In a network service provider environment, there are a number of
considerations when configuring flow-switching and flow-export.
Focusing only on those relevant to data collection using
cflowd, these are the critical issues:
Data duplication has more than just performance and disk space penalties; if the possiblity exists that you've recorded the same traffic more than once in two different places, you often can't aggregate the traffic data from those two different places in a meaningful way without resorting to very granular duplication detection.
A typical network service provider wants source to destination traffic information at the AS and network prefix level (the AS matrix and the net matrix). To obtain this information, they must use version 5 flow-export or use version 8 flow-export and configure the prefix aggregation cache on the routers.

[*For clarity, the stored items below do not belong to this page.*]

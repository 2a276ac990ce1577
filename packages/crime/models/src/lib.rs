#![cfg_attr(feature = "fail-on-warnings", deny(warnings))]
#![warn(clippy::all, clippy::pedantic, clippy::nursery, clippy::cargo)]
#![allow(clippy::multiple_crate_versions)]

//! Canonical incident schema and risk tier definitions.
//!
//! This crate defines the canonical column set that every incident file is
//! reconciled into, the ordinal [`RiskLevel`] tiers assigned to
//! neighborhoods, and the [`CanonicalTable`] produced by ingestion and
//! consumed by analytics, export, and the HTTP API.

use chrono::NaiveDate;
use serde::{Deserialize, Serialize};
use strum_macros::{AsRefStr, Display, EnumString};

/// Date format used when a canonical date is rendered as text.
pub const DATE_FORMAT: &str = "%Y-%m-%d";

/// Canonical column names that raw headers are reconciled into.
#[derive(
    Debug,
    Clone,
    Copy,
    PartialEq,
    Eq,
    PartialOrd,
    Ord,
    Hash,
    Serialize,
    Deserialize,
    Display,
    EnumString,
    AsRefStr,
)]
pub enum CanonicalColumn {
    /// Year of the incident.
    Ano,
    /// Integrated public safety area code.
    #[serde(rename = "AISP")]
    #[strum(serialize = "AISP")]
    Aisp,
    /// Municipality.
    Municipio,
    /// Neighborhood name, original casing.
    Bairro,
    /// Incident type.
    Natureza,
    /// Month, either numeric or a Portuguese name.
    Mes,
    /// Day of month.
    Dia,
    /// Day of the week (free text).
    DiaSemana,
    /// Time of day (free text).
    Hora,
    /// Full incident date.
    Data,
    /// Normalized neighborhood join key. Always derived, never read.
    #[serde(rename = "Bairro_norm")]
    #[strum(serialize = "Bairro_norm")]
    BairroNorm,
}

impl CanonicalColumn {
    /// Leading columns of every exported canonical table, in order.
    pub const EXPORT_LEADING: &[Self] = &[
        Self::Municipio,
        Self::Bairro,
        Self::Natureza,
        Self::DiaSemana,
        Self::Hora,
        Self::Data,
    ];

    /// Whether this column is stored as a dedicated [`CanonicalRecord`]
    /// field rather than carried as a pass-through column.
    #[must_use]
    pub const fn is_record_field(self) -> bool {
        matches!(
            self,
            Self::Municipio
                | Self::Bairro
                | Self::Natureza
                | Self::DiaSemana
                | Self::Hora
                | Self::Data
                | Self::BairroNorm
        )
    }
}

/// Ordinal risk tier assigned to a neighborhood by relative incident
/// volume within the active selection.
///
/// [`RiskLevel::SemDados`] marks boundaries with no matching incidents and
/// sorts below every real tier.
#[derive(
    Debug,
    Clone,
    Copy,
    PartialEq,
    Eq,
    PartialOrd,
    Ord,
    Hash,
    Serialize,
    Deserialize,
    Display,
    EnumString,
    AsRefStr,
)]
pub enum RiskLevel {
    /// No incident data for this area.
    #[serde(rename = "Sem dados")]
    #[strum(serialize = "Sem dados")]
    SemDados,
    /// At or below the 25th percentile.
    Baixo,
    /// Above p25, at or below the median.
    Medio,
    /// Above the median, at or below p75.
    Alto,
    /// Above the 75th percentile.
    Critico,
}

impl RiskLevel {
    /// Returns the choropleth fill colour for this tier.
    #[must_use]
    pub const fn color(self) -> &'static str {
        match self {
            Self::Baixo => "#6abf69",
            Self::Medio => "#f7d154",
            Self::Alto => "#f28e2c",
            Self::Critico => "#d7263d",
            Self::SemDados => "#cccccc",
        }
    }

    /// Returns all variants of this enum, lowest first.
    #[must_use]
    pub const fn all() -> &'static [Self] {
        &[
            Self::SemDados,
            Self::Baixo,
            Self::Medio,
            Self::Alto,
            Self::Critico,
        ]
    }
}

/// One cleaned incident row.
///
/// Invariant: `bairro_norm` is never empty for a record held in a
/// [`CanonicalTable`].
#[derive(Debug, Clone, PartialEq, Eq, Serialize, Deserialize)]
pub struct CanonicalRecord {
    /// Municipality.
    #[serde(rename = "Municipio")]
    pub municipio: String,
    /// Neighborhood name, original casing.
    #[serde(rename = "Bairro")]
    pub bairro: String,
    /// Incident type.
    #[serde(rename = "Natureza")]
    pub natureza: String,
    /// Day of the week.
    #[serde(rename = "DiaSemana")]
    pub dia_semana: String,
    /// Time of day.
    #[serde(rename = "Hora")]
    pub hora: String,
    /// Resolved incident date, `None` when it could not be determined.
    #[serde(rename = "Data")]
    pub data: Option<NaiveDate>,
    /// Accent-stripped, uppercased, whitespace-collapsed `bairro`.
    #[serde(rename = "Bairro_norm")]
    pub bairro_norm: String,
    /// Values of the table's pass-through columns, positionally aligned
    /// with [`CanonicalTable::passthrough_columns`].
    #[serde(skip)]
    pub passthrough: Vec<Option<String>>,
}

impl CanonicalRecord {
    /// Returns the value of a record field column as text.
    ///
    /// Returns `None` for columns that are not record fields.
    #[must_use]
    pub fn field(&self, column: CanonicalColumn) -> Option<String> {
        match column {
            CanonicalColumn::Municipio => Some(self.municipio.clone()),
            CanonicalColumn::Bairro => Some(self.bairro.clone()),
            CanonicalColumn::Natureza => Some(self.natureza.clone()),
            CanonicalColumn::DiaSemana => Some(self.dia_semana.clone()),
            CanonicalColumn::Hora => Some(self.hora.clone()),
            CanonicalColumn::Data => Some(
                self.data
                    .map(|d| d.format(DATE_FORMAT).to_string())
                    .unwrap_or_default(),
            ),
            CanonicalColumn::BairroNorm => Some(self.bairro_norm.clone()),
            CanonicalColumn::Ano
            | CanonicalColumn::Aisp
            | CanonicalColumn::Mes
            | CanonicalColumn::Dia => None,
        }
    }
}

/// The cleaned, schema-reconciled incident dataset.
///
/// Row order is the insertion order of the source file.
#[derive(Debug, Clone, Default, PartialEq, Eq)]
pub struct CanonicalTable {
    passthrough_columns: Vec<String>,
    records: Vec<CanonicalRecord>,
}

impl CanonicalTable {
    /// Creates a table from pass-through column names and records.
    #[must_use]
    pub const fn new(passthrough_columns: Vec<String>, records: Vec<CanonicalRecord>) -> Self {
        Self {
            passthrough_columns,
            records,
        }
    }

    /// Names of the raw columns carried through unchanged.
    #[must_use]
    pub fn passthrough_columns(&self) -> &[String] {
        &self.passthrough_columns
    }

    /// All records, in source order.
    #[must_use]
    pub fn records(&self) -> &[CanonicalRecord] {
        &self.records
    }

    /// Number of records.
    #[must_use]
    pub fn len(&self) -> usize {
        self.records.len()
    }

    /// Whether the table holds zero records.
    #[must_use]
    pub fn is_empty(&self) -> bool {
        self.records.is_empty()
    }

    /// Returns a new table with the same columns holding only the records
    /// that match `predicate`, in their original order.
    #[must_use]
    pub fn filtered<F>(&self, mut predicate: F) -> Self
    where
        F: FnMut(&CanonicalRecord) -> bool,
    {
        Self {
            passthrough_columns: self.passthrough_columns.clone(),
            records: self
                .records
                .iter()
                .filter(|r| predicate(r))
                .cloned()
                .collect(),
        }
    }

    /// Column names in export order: the leading canonical fields, the
    /// pass-through columns, then `Bairro_norm`.
    #[must_use]
    pub fn columns(&self) -> Vec<String> {
        CanonicalColumn::EXPORT_LEADING
            .iter()
            .map(ToString::to_string)
            .chain(self.passthrough_columns.iter().cloned())
            .chain(std::iter::once(CanonicalColumn::BairroNorm.to_string()))
            .collect()
    }

    /// Renders a record as text cells aligned with [`Self::columns`].
    ///
    /// Missing pass-through values and null dates become empty cells.
    #[must_use]
    pub fn row(&self, record: &CanonicalRecord) -> Vec<String> {
        let mut cells: Vec<String> = CanonicalColumn::EXPORT_LEADING
            .iter()
            .filter_map(|c| record.field(*c))
            .collect();

        cells.extend(
            (0..self.passthrough_columns.len())
                .map(|i| record.passthrough.get(i).cloned().flatten().unwrap_or_default()),
        );
        cells.push(record.bairro_norm.clone());
        cells
    }
}

#[cfg(test)]
mod tests {
    use super::*;
    use std::str::FromStr;

    fn record(bairro: &str, data: Option<NaiveDate>, extra: Vec<Option<String>>) -> CanonicalRecord {
        CanonicalRecord {
            municipio: "CURITIBA".to_string(),
            bairro: bairro.to_string(),
            natureza: "FURTO".to_string(),
            dia_semana: String::new(),
            hora: "10:00".to_string(),
            data,
            bairro_norm: bairro.to_uppercase(),
            passthrough: extra,
        }
    }

    #[test]
    fn risk_level_labels_round_trip_through_strum() {
        for level in RiskLevel::all() {
            let label = level.to_string();
            assert_eq!(RiskLevel::from_str(&label).unwrap(), *level);
        }
        assert_eq!(RiskLevel::SemDados.to_string(), "Sem dados");
        assert_eq!(RiskLevel::Critico.as_ref(), "Critico");
    }

    #[test]
    fn risk_levels_are_ordered_by_severity() {
        assert!(RiskLevel::Baixo < RiskLevel::Medio);
        assert!(RiskLevel::Medio < RiskLevel::Alto);
        assert!(RiskLevel::Alto < RiskLevel::Critico);
        assert!(RiskLevel::SemDados < RiskLevel::Baixo);
    }

    #[test]
    fn canonical_column_names_match_export_headers() {
        assert_eq!(CanonicalColumn::Aisp.to_string(), "AISP");
        assert_eq!(CanonicalColumn::BairroNorm.to_string(), "Bairro_norm");
        assert_eq!(
            CanonicalColumn::from_str("DiaSemana").unwrap(),
            CanonicalColumn::DiaSemana
        );
    }

    #[test]
    fn columns_and_rows_are_aligned() {
        let date = NaiveDate::from_ymd_opt(2021, 3, 4);
        let table = CanonicalTable::new(
            vec!["AISP".to_string(), "Ano".to_string()],
            vec![record("Centro", date, vec![Some("1".to_string()), None])],
        );

        let columns = table.columns();
        let row = table.row(&table.records()[0]);

        assert_eq!(
            columns,
            vec![
                "Municipio",
                "Bairro",
                "Natureza",
                "DiaSemana",
                "Hora",
                "Data",
                "AISP",
                "Ano",
                "Bairro_norm"
            ]
        );
        assert_eq!(columns.len(), row.len());
        assert_eq!(row[5], "2021-03-04");
        assert_eq!(row[6], "1");
        assert_eq!(row[7], "");
        assert_eq!(row[8], "CENTRO");
    }

    #[test]
    fn null_date_renders_as_empty_cell() {
        let table = CanonicalTable::new(Vec::new(), vec![record("Centro", None, Vec::new())]);
        assert_eq!(table.row(&table.records()[0])[5], "");
    }

    #[test]
    fn filtered_preserves_order_and_columns() {
        let table = CanonicalTable::new(
            vec!["AISP".to_string()],
            vec![
                record("A", None, vec![None]),
                record("B", None, vec![None]),
                record("C", None, vec![None]),
            ],
        );
        let filtered = table.filtered(|r| r.bairro != "B");
        assert_eq!(filtered.len(), 2);
        assert_eq!(filtered.records()[0].bairro, "A");
        assert_eq!(filtered.records()[1].bairro, "C");
        assert_eq!(filtered.passthrough_columns(), table.passthrough_columns());
    }
}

A provider may optionally want the port matrix and the protocol table. The necessary information is available in version 1, version 5 and version 8 flow-export. In the case of version 8, you need to configure the protocol/port aggregation cache on the router(s). In all cases, a provider will want the information per input interface (not aggregated across interfaces on a router) where available.
NetFlow data is input-based. Flows are instantiated as traffic enters the router, not as it exits. When you configure flow-switching for an interface on a Cisco router, flow data will be recorded for packets received from the network by the interface (and not for packets received from other interfaces on the router). In other words, flow data is recorded only in the receive direction per flow-switching interface.
Recording traffic data when the traffic first enters your network is critical to security related activities (attack backtracking). It's also important for determining the offered load to your network; it increases your data integrity (you get data on incoming traffic, possibly above and beyond what your transit facilities will handle), and it provides greater topological information (the source of your data is closer to the source of the traffic for which the data was collected).
Another reason to collect data as it enters your network: in IOS images using the prefix cache (not running any form of CEF), source netmask and source AS lookups frequently return a cache miss and IOS will not resort to a routing table lookup. The result is frequent zero values in the source AS and source netmask length fields in version 5 flow-export. The prefix cache is populated by destinations, not sources; if traffic to the source network is not seen frequently by the router, a prefix cache entry will not exist for the source network. Hence, asymmetric paths aggravate the zero value problem.
Taking these constraints into account, an optimal configuration for a network service provider usually looks something like Figure 3. To avoid recording data more than once, enable flow-switching only on interfaces at the edge of your network (external interfaces). Since you'll be collecting data as it enters the network, you'll also meet the other constraints.